#### [Action item]
Extract all lines in the data that contain the word "crate".

[Available records]

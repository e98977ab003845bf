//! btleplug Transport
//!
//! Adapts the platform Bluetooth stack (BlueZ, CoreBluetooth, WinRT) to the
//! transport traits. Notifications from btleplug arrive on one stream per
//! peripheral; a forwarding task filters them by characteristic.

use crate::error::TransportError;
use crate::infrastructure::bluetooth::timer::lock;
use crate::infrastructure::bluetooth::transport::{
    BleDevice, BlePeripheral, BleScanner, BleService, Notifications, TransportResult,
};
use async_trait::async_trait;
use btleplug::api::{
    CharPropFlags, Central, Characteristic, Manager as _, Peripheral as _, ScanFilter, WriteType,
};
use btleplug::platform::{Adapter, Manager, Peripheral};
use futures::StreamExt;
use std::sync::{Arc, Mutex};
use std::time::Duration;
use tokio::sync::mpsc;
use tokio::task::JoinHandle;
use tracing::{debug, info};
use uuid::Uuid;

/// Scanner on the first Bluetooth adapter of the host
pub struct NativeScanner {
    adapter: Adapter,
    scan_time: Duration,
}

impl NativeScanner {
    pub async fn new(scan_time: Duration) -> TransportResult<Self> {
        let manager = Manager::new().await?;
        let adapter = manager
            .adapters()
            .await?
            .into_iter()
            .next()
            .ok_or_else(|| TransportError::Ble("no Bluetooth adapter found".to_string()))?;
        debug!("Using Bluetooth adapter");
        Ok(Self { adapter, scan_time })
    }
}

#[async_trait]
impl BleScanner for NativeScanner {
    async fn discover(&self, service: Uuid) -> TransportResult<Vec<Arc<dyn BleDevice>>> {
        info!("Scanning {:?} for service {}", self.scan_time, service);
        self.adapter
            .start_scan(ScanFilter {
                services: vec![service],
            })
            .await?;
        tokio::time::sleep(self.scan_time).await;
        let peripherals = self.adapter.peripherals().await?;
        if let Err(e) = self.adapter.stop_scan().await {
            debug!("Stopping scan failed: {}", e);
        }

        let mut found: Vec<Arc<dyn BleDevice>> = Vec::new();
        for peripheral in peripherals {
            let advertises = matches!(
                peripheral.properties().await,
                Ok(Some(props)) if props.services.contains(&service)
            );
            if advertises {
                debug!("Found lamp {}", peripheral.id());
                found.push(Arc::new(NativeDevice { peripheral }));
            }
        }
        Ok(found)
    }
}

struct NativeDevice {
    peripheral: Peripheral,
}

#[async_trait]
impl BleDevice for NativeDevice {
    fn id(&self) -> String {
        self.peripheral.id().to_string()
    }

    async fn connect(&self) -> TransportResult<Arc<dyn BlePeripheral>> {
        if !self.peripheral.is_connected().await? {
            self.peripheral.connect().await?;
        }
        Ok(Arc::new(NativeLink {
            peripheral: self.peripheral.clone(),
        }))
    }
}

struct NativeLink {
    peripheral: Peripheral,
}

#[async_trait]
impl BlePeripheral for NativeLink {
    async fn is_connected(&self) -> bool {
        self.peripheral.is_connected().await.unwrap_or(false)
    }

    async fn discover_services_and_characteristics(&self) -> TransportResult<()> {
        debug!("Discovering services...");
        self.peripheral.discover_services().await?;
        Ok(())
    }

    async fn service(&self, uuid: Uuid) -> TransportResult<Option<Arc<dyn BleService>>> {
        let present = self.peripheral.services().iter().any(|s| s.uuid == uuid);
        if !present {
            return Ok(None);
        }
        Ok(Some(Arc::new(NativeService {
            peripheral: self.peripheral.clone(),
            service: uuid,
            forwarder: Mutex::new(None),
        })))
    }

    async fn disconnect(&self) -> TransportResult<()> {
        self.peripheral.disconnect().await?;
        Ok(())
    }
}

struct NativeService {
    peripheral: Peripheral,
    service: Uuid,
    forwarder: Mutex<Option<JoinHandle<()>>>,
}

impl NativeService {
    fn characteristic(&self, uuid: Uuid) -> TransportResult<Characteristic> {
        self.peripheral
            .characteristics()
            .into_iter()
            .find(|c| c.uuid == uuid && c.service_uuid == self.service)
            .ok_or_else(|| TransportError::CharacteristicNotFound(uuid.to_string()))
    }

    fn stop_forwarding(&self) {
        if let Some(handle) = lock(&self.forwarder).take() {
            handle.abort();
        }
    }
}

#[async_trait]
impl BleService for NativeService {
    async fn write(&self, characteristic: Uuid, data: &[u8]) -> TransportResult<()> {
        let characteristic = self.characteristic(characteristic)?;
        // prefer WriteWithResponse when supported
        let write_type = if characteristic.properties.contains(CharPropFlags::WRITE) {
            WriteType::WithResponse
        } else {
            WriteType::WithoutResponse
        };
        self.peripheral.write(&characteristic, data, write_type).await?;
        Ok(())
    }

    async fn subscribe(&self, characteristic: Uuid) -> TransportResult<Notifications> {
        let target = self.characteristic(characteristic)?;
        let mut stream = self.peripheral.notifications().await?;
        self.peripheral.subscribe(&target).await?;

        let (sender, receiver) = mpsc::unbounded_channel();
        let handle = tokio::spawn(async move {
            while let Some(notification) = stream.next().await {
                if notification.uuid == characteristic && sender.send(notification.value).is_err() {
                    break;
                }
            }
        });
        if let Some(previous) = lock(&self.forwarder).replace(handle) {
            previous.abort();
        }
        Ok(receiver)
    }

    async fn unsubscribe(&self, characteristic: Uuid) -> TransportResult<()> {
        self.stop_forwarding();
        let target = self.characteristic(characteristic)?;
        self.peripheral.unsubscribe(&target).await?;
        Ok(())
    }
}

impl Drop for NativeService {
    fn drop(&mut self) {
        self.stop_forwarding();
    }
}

[/Available records]
[Available records]

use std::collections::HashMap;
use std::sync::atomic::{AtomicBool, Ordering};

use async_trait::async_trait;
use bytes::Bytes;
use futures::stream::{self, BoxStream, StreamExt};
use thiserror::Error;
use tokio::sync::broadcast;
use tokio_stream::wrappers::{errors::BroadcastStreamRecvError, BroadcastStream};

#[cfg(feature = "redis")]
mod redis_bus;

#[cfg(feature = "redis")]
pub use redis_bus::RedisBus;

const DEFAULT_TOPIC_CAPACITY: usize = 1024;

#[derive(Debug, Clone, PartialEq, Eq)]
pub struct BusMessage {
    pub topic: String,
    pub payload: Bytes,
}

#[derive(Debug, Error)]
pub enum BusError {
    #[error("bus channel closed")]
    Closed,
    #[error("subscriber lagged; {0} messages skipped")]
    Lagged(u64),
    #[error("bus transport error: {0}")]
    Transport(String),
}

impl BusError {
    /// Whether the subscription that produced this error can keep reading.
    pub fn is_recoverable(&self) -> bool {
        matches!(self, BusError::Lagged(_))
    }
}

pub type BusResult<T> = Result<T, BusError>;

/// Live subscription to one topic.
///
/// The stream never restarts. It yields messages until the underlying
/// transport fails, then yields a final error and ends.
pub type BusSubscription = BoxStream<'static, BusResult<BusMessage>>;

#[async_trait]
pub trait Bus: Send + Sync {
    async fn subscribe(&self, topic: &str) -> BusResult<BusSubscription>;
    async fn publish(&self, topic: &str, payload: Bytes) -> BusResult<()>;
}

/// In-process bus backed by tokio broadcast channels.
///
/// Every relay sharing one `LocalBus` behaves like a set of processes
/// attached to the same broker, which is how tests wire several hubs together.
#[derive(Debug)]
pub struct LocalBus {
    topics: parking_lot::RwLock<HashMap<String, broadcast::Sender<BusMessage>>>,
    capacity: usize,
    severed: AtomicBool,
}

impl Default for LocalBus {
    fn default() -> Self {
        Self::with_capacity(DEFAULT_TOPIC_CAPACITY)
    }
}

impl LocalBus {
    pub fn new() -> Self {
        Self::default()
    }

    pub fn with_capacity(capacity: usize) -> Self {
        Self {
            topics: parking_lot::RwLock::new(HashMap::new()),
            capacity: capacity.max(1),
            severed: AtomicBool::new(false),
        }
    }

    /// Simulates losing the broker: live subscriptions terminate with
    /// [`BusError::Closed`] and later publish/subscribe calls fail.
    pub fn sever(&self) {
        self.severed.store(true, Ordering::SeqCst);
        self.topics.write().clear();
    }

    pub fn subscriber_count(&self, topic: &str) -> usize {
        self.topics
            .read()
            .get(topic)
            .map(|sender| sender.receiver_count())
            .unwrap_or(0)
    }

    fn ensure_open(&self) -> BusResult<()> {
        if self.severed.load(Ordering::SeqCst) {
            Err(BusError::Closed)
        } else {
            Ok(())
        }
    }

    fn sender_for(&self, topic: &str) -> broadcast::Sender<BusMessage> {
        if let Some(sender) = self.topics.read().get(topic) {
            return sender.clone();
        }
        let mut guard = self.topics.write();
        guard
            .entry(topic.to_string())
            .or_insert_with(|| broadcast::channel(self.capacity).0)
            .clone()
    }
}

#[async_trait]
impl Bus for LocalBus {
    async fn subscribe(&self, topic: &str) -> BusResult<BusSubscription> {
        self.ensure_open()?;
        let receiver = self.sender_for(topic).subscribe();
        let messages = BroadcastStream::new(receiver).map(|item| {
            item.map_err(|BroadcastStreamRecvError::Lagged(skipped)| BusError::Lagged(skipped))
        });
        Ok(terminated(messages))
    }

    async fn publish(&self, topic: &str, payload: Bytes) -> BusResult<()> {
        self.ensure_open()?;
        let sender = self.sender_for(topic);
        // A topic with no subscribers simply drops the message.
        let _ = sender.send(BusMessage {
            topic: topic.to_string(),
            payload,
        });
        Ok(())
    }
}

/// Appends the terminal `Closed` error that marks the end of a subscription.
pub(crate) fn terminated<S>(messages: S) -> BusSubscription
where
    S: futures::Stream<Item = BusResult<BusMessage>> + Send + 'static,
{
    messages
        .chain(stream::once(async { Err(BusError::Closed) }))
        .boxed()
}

[/Available records]

#### [Your response]
use crate::error::TransportError;
use crate::infrastructure::bluetooth::timer::lock;
use crate::infrastructure::bluetooth::transport::{
pub(crate) fn terminated<S>(messages: S) -> BusSubscription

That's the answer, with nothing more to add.